Re: [PATCH 2/2 v2] KVM: PPC: booke: Add watchdog emulation

Alexander Graf <agraf@xxxxxxx> · Tue, 17 Jul 2012 14:51:56 +0200

On 07/17/2012 11:57 AM, Bhushan Bharat-R65777 wrote:

-----Original Message-----
From: kvm-ppc-owner@xxxxxxxxxxxxxxx [mailto:kvm-ppc-owner@xxxxxxxxxxxxxxx] On
Behalf Of Alexander Graf
Sent: Tuesday, July 17, 2012 12:50 PM
To: Wood Scott-B07421
Cc: Bhushan Bharat-R65777; <kvm-ppc@xxxxxxxxxxxxxxx>; <kvm@xxxxxxxxxxxxxxx>;
<bharatb.yadav@xxxxxxxxx>; Bhushan Bharat-R65777; Benjamin Herrenschmidt; Kumar
Gala
Subject: Re: [PATCH 2/2 v2] KVM: PPC: booke: Add watchdog emulation

On 17.07.2012, at 03:02, Scott Wood <scottwood@xxxxxxxxxxxxx> wrote:

On 07/16/2012 12:18 PM, Alexander Graf wrote:
+/*
+ * Return the number of jiffies until the next timeout.  If the
timeout is
+ * longer than the NEXT_TIMER_MAX_DELTA, that
then?

return NEXT_TIMER_MAX_DELTA
+ * instead.
I can read code.
Come on, it's not exactly x++; /* add one to x */

It's faster to read code (as well as know the constraints within which
you can modify it without having to spend a lot of time digesting all
the callers' use cases) when you have a high level description of its
interface contract, and can be selective about when to zoom in to the
details.  Linux kernel code tends to be bad about this.
Yeah, not opposed to leave that part in :).

The important piece of information in the comment is
missing: The reason.
The reason for what?  Why you want to know the next timeout?  That's
the caller's business.  Or why we use NEXT_TIMER_MAX_DELTA as the limit?
Why we use the limit. IIRC it was explained in the last thread, just didn't make
its way into the comment.
Earlier we have a comment on the #define MAX_TIMEOUT (new define added for a purpose, so the comment described the puspose).
Now we uses the generic #define NEX_TIMER_MAX_DELTA (include/linux/timer.h), so removed the comment.

Ah, ok.
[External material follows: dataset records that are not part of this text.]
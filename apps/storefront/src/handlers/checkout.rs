//! # Checkout Handler
//!
//! Checkout submission: assemble the priced order and hand it to the
//! payment session creator.
//!
//! ## Submission Flow
//! ```text
//! ┌─────────────────────────────────────────────────────────────────────────┐
//! │                    Checkout Submission                                  │
//! │                                                                         │
//! │  POST /checkout/{session}                                              │
//! │       │                                                                 │
//! │       ▼                                                                 │
//! │  In-flight guard ── already pending? → 409, nothing else runs          │
//! │       │                                                                 │
//! │       ▼                                                                 │
//! │  Read cart (items + promo), fetch shipping option + tax config         │
//! │       │                                                                 │
//! │       ▼                                                                 │
//! │  assemble(...) ── empty cart / zero subtotal → 422, no session         │
//! │       │                                                                 │
//! │       ▼                                                                 │
//! │  SessionCreator::create_session(...)                                   │
//! │       │                                                                 │
//! │       ├── Ok  → { url } → frontend redirects to hosted payment         │
//! │       │                                                                 │
//! │       └── Err → surfaced verbatim; cart stays intact for retry        │
//! └─────────────────────────────────────────────────────────────────────────┘
//! ```

use axum::extract::{Path, State};
use axum::Json;
use serde::{Deserialize, Serialize};
use tracing::{debug, info};

use crate::carts::ensure_restored;
use crate::error::ApiError;
use crate::state::AppState;
use atelier_core::checkout::assemble;
use atelier_core::types::{CustomerDetails, TaxConfig};
use atelier_payments::SessionRequest;

#[derive(Debug, Clone, Deserialize)]
#[serde(rename_all = "camelCase")]
pub struct CheckoutRequest {
    pub customer: CustomerDetails,
    pub shipping_option_id: String,
}

#[derive(Debug, Clone, Serialize, Deserialize)]
#[serde(rename_all = "camelCase")]
pub struct CheckoutResponse {
    /// Hosted payment page to redirect the customer to.
    pub url: String,
}

/// Submits the checkout for a session.
///
/// The cart is NOT cleared here: the order is only paid once the
/// customer completes the hosted payment page, and fulfilment confirms
/// it out of band. A failed or abandoned session leaves the cart ready
/// for resubmission.
pub async fn submit_checkout(
    State(state): State<AppState>,
    Path(session_id): Path<String>,
    Json(request): Json<CheckoutRequest>,
) -> Result<Json<CheckoutResponse>, ApiError> {
    debug!(session_id = %session_id, "submit_checkout");

    // Duplicate-submission guard; released when _in_flight drops,
    // success and failure alike
    let _in_flight = state
        .checkout_guard
        .begin(&session_id)
        .ok_or_else(ApiError::checkout_in_flight)?;

    ensure_restored(&state.carts, &state.db, &session_id).await;

    let (items, promo) = state
        .carts
        .with_cart(&session_id, |cart| (cart.items.clone(), cart.promo.clone()));

    let shipping = state
        .db
        .rates()
        .shipping_by_id(&request.shipping_option_id)
        .await?
        .ok_or_else(|| ApiError::not_found("Shipping option", &request.shipping_option_id))?;

    // Unknown regions tax at zero; the rates table is expected to carry
    // every region the shop sells into
    let tax_config = state
        .db
        .rates()
        .tax_for_region(&request.customer.region)
        .await?
        .unwrap_or_else(|| {
            debug!(region = %request.customer.region, "No tax configuration for region");
            TaxConfig::default()
        });

    let order = assemble(&items, &request.customer, &shipping, &tax_config, promo.as_ref())?;

    info!(
        session_id = %session_id,
        subtotal = order.subtotal_cents,
        discount = order.discount_cents,
        tax = order.tax_cents,
        shipping = order.shipping_cents,
        total = order.total_cents,
        "Order assembled"
    );

    let session = state
        .payments
        .create_session(&SessionRequest {
            order,
            customer: request.customer,
            client_reference: session_id.clone(),
        })
        .await?;

    info!(session_id = %session_id, payment_session = %session.id, "Checkout session created");

    Ok(Json(CheckoutResponse { url: session.url }))
}

// =============================================================================
// Unit Tests
// =============================================================================
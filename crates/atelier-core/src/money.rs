//! # Money Module
//!
//! Provides the `Money` type for handling monetary values safely.
//!
//! ## Why Integer Money?
//! ```text
//! ┌─────────────────────────────────────────────────────────────────────────┐
//! │  THE FLOATING POINT PROBLEM                                             │
//! │                                                                         │
//! │  In JavaScript/floating point:                                          │
//! │    0.1 + 0.2 = 0.30000000000000004  ❌ WRONG!                           │
//! │                                                                         │
//! │  A cart that chains subtotal → discount → tax → total in floats        │
//! │  accumulates error at every step, then hides it with ad hoc            │
//! │  Math.round(x * 100) calls at the payment boundary.                    │
//! │                                                                         │
//! │  OUR SOLUTION: Integer Cents                                            │
//! │    Every amount is i64 cents. Decimal input converts ONCE, at          │
//! │    Money::from_decimal. After that, no floats anywhere.                │
//! │                                                                         │
//! └─────────────────────────────────────────────────────────────────────────┘
//! ```
//!
//! ## Usage
//! ```rust
//! use atelier_core::money::Money;
//!
//! // Create from cents (preferred)
//! let price = Money::from_cents(2500); // $25.00
//!
//! // Arithmetic operations
//! let doubled = price * 2;             // $50.00
//! let total = doubled + Money::from_cents(1000); // $60.00
//! ```

use serde::{Deserialize, Serialize};
use std::fmt;
use std::ops::{Add, AddAssign, Mul, Sub, SubAssign};
use ts_rs::TS;

use crate::types::TaxRate;

// =============================================================================
// Money Type
// =============================================================================

/// Represents a monetary value in the smallest currency unit (cents for USD).
///
/// ## Design Decisions
/// - **i64 (signed)**: Allows negative values for the discount line item
/// - **Single field tuple struct**: Zero-cost abstraction over i64
/// - **Derives**: Full serde support for JSON serialization
///
/// ## Where Money Flows
/// ```text
/// ┌─────────────────────────────────────────────────────────────────────────┐
/// │  Product.price_cents ──► CartItem.unit_price_cents ──► line total      │
/// │                                                                         │
/// │  Cart.subtotal ──► Discount ──► Tax ──► Cart.total                     │
/// │                                                                         │
/// │  PricedOrder line items ──► payment session (integer cents on the      │
/// │  wire, exactly as computed here)                                        │
/// └─────────────────────────────────────────────────────────────────────────┘
/// ```
#[derive(Debug, Clone, Copy, PartialEq, Eq, PartialOrd, Ord, Hash, Serialize, Deserialize, TS)]
#[ts(export)]
pub struct Money(i64);

impl Money {
    /// Creates a Money value from cents (the smallest currency unit).
    #[inline]
    pub const fn from_cents(cents: i64) -> Self {
        Money(cents)
    }

    /// Converts a decimal currency amount (e.g. `25.0` dollars) to Money.
    ///
    /// ## The One Rounding Boundary
    /// External interfaces (API requests, seeded fixtures) speak decimal
    /// currency units. This is the single place where decimals become
    /// cents; everything downstream is integer arithmetic. Rounds to the
    /// nearest cent.
    ///
    /// ## Example
    /// ```rust
    /// use atelier_core::money::Money;
    ///
    /// assert_eq!(Money::from_decimal(25.0).cents(), 2500);
    /// assert_eq!(Money::from_decimal(10.99).cents(), 1099);
    /// ```
    #[inline]
    pub fn from_decimal(amount: f64) -> Self {
        Money((amount * 100.0).round() as i64)
    }

    /// Returns the value in cents (smallest currency unit).
    #[inline]
    pub const fn cents(&self) -> i64 {
        self.0
    }

    /// Returns the major unit (dollars) portion.
    #[inline]
    pub const fn dollars(&self) -> i64 {
        self.0 / 100
    }

    /// Returns the minor unit (cents) portion (always 0-99).
    #[inline]
    pub const fn cents_part(&self) -> i64 {
        (self.0 % 100).abs()
    }

    /// Returns zero money value.
    #[inline]
    pub const fn zero() -> Self {
        Money(0)
    }

    /// Checks if the value is zero.
    #[inline]
    pub const fn is_zero(&self) -> bool {
        self.0 == 0
    }

    /// Checks if the value is positive (greater than zero).
    #[inline]
    pub const fn is_positive(&self) -> bool {
        self.0 > 0
    }

    /// Checks if the value is negative (less than zero).
    #[inline]
    pub const fn is_negative(&self) -> bool {
        self.0 < 0
    }

    /// Returns the absolute value.
    #[inline]
    pub const fn abs(&self) -> Self {
        Money(self.0.abs())
    }

    /// Clamps negative amounts to zero.
    ///
    /// Totals are floored at zero rather than ever going negative; a
    /// discount can reduce an order to free, never to a payout.
    #[inline]
    pub const fn floor_at_zero(&self) -> Self {
        if self.0 < 0 {
            Money(0)
        } else {
            *self
        }
    }

    /// Applies a basis-point rate to this amount, rounding half up.
    ///
    /// ## Implementation
    /// Integer math: `(amount * bps + 5000) / 10000`.
    /// The +5000 provides rounding (5000/10000 = 0.5).
    ///
    /// ## Example
    /// ```rust
    /// use atelier_core::money::Money;
    /// use atelier_core::types::TaxRate;
    ///
    /// let subtotal = Money::from_cents(5000); // $50.00
    /// let gst = TaxRate::from_bps(500);       // 5%
    ///
    /// // $50.00 × 5% = $2.50
    /// assert_eq!(subtotal.apply_rate(gst).cents(), 250);
    /// ```
    pub fn apply_rate(&self, rate: TaxRate) -> Money {
        // i128 intermediate prevents overflow on large amounts
        let cents = (self.0 as i128 * rate.bps() as i128 + 5000) / 10000;
        Money::from_cents(cents as i64)
    }

    /// Multiplies money by a quantity.
    ///
    /// ## Example
    /// ```rust
    /// use atelier_core::money::Money;
    ///
    /// let unit_price = Money::from_cents(2500); // $25.00
    /// let line_total = unit_price.multiply_quantity(2);
    /// assert_eq!(line_total.cents(), 5000); // $50.00
    /// ```
    #[inline]
    pub const fn multiply_quantity(&self, qty: i64) -> Self {
        Money(self.0 * qty)
    }
}

// =============================================================================
// Trait Implementations
// =============================================================================

/// Display implementation shows money in a human-readable format.
///
/// ## Note
/// This is for logs, receipts and the discount display helper. Frontend
/// formatting handles localization.
impl fmt::Display for Money {
    fn fmt(&self, f: &mut fmt::Formatter<'_>) -> fmt::Result {
        let sign = if self.0 < 0 { "-" } else { "" };
        write!(
            f,
            "{}${}.{:02}",
            sign,
            self.dollars().abs(),
            self.cents_part()
        )
    }
}

/// Default money is zero.
impl Default for Money {
    fn default() -> Self {
        Money::zero()
    }
}

/// Addition of two Money values.
impl Add for Money {
    type Output = Self;

    #[inline]
    fn add(self, other: Self) -> Self {
        Money(self.0 + other.0)
    }
}

/// Addition assignment (+=).
impl AddAssign for Money {
    #[inline]
    fn add_assign(&mut self, other: Self) {
        self.0 += other.0;
    }
}

/// Subtraction of two Money values.
impl Sub for Money {
    type Output = Self;

    #[inline]
    fn sub(self, other: Self) -> Self {
        Money(self.0 - other.0)
    }
}

/// Subtraction assignment (-=).
impl SubAssign for Money {
    #[inline]
    fn sub_assign(&mut self, other: Self) {
        self.0 -= other.0;
    }
}

/// Multiplication by integer (for quantity calculations).
impl Mul<i32> for Money {
    type Output = Self;

    #[inline]
    fn mul(self, qty: i32) -> Self {
        Money(self.0 * qty as i64)
    }
}

/// Multiplication by i64.
impl Mul<i64> for Money {
    type Output = Self;

    #[inline]
    fn mul(self, qty: i64) -> Self {
        Money(self.0 * qty)
    }
}

// =============================================================================
// Unit Tests
// =============================================================================

#[cfg(test)]
mod tests {
    use super::*;

    #[test]
    fn test_from_cents() {
        let money = Money::from_cents(1099);
        assert_eq!(money.cents(), 1099);
        assert_eq!(money.dollars(), 10);
        assert_eq!(money.cents_part(), 99);
    }

    #[test]
    fn test_from_decimal() {
        assert_eq!(Money::from_decimal(25.0).cents(), 2500);
        assert_eq!(Money::from_decimal(10.99).cents(), 1099);
        assert_eq!(Money::from_decimal(0.0).cents(), 0);
        // Rounds to the nearest cent at the boundary
        assert_eq!(Money::from_decimal(19.999).cents(), 2000);
        assert_eq!(Money::from_decimal(-5.50).cents(), -550);
    }

    #[test]
    fn test_display() {
        assert_eq!(format!("{}", Money::from_cents(1099)), "$10.99");
        assert_eq!(format!("{}", Money::from_cents(500)), "$5.00");
        assert_eq!(format!("{}", Money::from_cents(-550)), "-$5.50");
        assert_eq!(format!("{}", Money::from_cents(0)), "$0.00");
    }

    #[test]
    fn test_arithmetic() {
        let a = Money::from_cents(1000);
        let b = Money::from_cents(500);

        assert_eq!((a + b).cents(), 1500);
        assert_eq!((a - b).cents(), 500);
        let result: Money = a * 3;
        assert_eq!(result.cents(), 3000);
    }

    #[test]
    fn test_apply_rate_basic() {
        // $50.00 at 5% = $2.50
        let amount = Money::from_cents(5000);
        let rate = TaxRate::from_bps(500);
        assert_eq!(amount.apply_rate(rate).cents(), 250);
    }

    #[test]
    fn test_apply_rate_with_rounding() {
        // $10.00 at 8.25% = $0.825 → $0.83 (rounds half up)
        let amount = Money::from_cents(1000);
        let rate = TaxRate::from_bps(825);
        assert_eq!(amount.apply_rate(rate).cents(), 83);
    }

    #[test]
    fn test_floor_at_zero() {
        assert_eq!(Money::from_cents(-100).floor_at_zero().cents(), 0);
        assert_eq!(Money::from_cents(100).floor_at_zero().cents(), 100);
        assert_eq!(Money::zero().floor_at_zero().cents(), 0);
    }

    #[test]
    fn test_multiply_quantity() {
        let unit_price = Money::from_cents(2500);
        let line_total = unit_price.multiply_quantity(2);
        assert_eq!(line_total.cents(), 5000);
    }

    #[test]
    fn test_zero_and_checks() {
        let zero = Money::zero();
        assert!(zero.is_zero());
        assert!(!zero.is_positive());
        assert!(!zero.is_negative());

        let positive = Money::from_cents(100);
        assert!(positive.is_positive());

        let negative = Money::from_cents(-100);
        assert!(negative.is_negative());
    }
}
Just saying, if you comment on some mechanism, like you did 
here, please also include the reasoning behind it. For example

  Do foo if x is true.

isn't particularly helpful. However

  Do foo if x is true because the bar API will break with high values

is very helpful. It includes the action and reason of the code :). 
Alternatively, to me the same as above would be

  /* bar API will break with high values */
  if (x)
    do(foo)

because in this case the code is the action description. Either variant 
works fine for me.

+void kvmppc_watchdog_func(unsigned long data) {
+    struct kvm_vcpu *vcpu = (struct kvm_vcpu *)data;
+    u32 tsr, new_tsr;
+    int final;
+
+    do {
+        new_tsr = tsr = vcpu->arch.tsr;
+        final = 0;
+
+        /* Time out event */
+        if (tsr & TSR_ENW) {
+            if (tsr & TSR_WIS) {
+                new_tsr = (tsr & ~TCR_WRC_MASK) |
+                      (vcpu->arch.tcr & TCR_WRC_MASK);
+                vcpu->arch.tcr &= ~TCR_WRC_MASK;
Can't we just poke the vcpu to exit the VM and do the above on its own?
We've discussed this before.  TSR updates are done via atomics, and we
send a request for the vcpu to act on the result.  This is how the
decrementer works.

http://www.spinics.net/lists/kvm-ppc/msg03169.html
Yeah, the major difference to the dec is the atomicity of the whole thing. Dec
changes one bit to enable the interrupt line. The final expiration is more
complex.
Is not setting the TSR.WRS atomic here (cmpxchg() will handle this)?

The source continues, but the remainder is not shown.